Welcome to the messy world of the IPv6 transition.
IPv4 and IPv6 are two seperate protocols that do not directly interoperate.
The IPv6 proponents idea was that we would all move to dual stack, running IPv4 and IPv6 in parallel for a transition period. Then once IPv6 was ubiquitous IPv4 could be turned off.
Unfortunately deploying dual stack meant extra cost immediately for benefits at some unclear time in the future. Unsurprisingly takeup was extremely slow and IPv4 exhaustion hit without the world being dual-stacked.
Most IP transit providers nowadays will provide dual-stack, but with mobile and broadband ISPs the picture is often a lot less rosy.
So anyway back to the question of of interoperation. Since it is clear that in the real world IPv4 isn't going away any time soon a variety of mechanisms have been devised to try and bridge the gap.
The first and simplest is just a point to point tunnel, such tunnels can be pretty reliable and with the right tunneling technologies can work behind NAT. The problem is of course the tunnel has to terminate somewhere. There exist free tunneling providers but they are not without their issues in terms of performance and/or restrictions.
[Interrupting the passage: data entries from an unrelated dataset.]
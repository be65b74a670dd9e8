//! Photoshop document header.
//!
//! `8BPS`, version (u16), six reserved bytes, channel count (u16), then
//! height and width as big-endian u32 at offsets 14 and 18. Height comes
//! first.

use crate::error::DecodeError;
use crate::io::{ByteCursor, ByteOrder};

use super::info::{FormatTag, ImageInfo};

const DIMENSIONS_OFFSET: usize = 14;

pub fn decode(data: &[u8]) -> Result<ImageInfo, DecodeError> {
    let mut cursor = ByteCursor::at(data, DIMENSIONS_OFFSET)?;
    let height = cursor.read_u32(ByteOrder::BigEndian)?;
    let width = cursor.read_u32(ByteOrder::BigEndian)?;
    ImageInfo::new(FormatTag::Psd, width, height)
}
The next is 6to4. A host or network with non-natted IPv4 only connectivity can generate an IPv6 /48 from their public IPv4 IP. Packets from 6to4 clients are encapsulated in IPv4 and can be sent to other 6to4 clients or to a relay anycast address. Unfortunately it doesn't work behind NAT
The next thing to mention is teredo. Teredo tries to provide IPv6 addresses to clients behind NAT using NAT traversal techniques. Unfortunately it is pretty fragile and often fails. Also due to the way teredo finds relays it will only work if the IPv6 host responds to pings.
Also ISPs mostly don't seem to have stepped up to the plate and deployed 6to4 and teredo relays in their networks, so 6to4 and teredo traffic ends up going via one of a handful of networks who provide relays for the internet in general. This often ends up limiting performance.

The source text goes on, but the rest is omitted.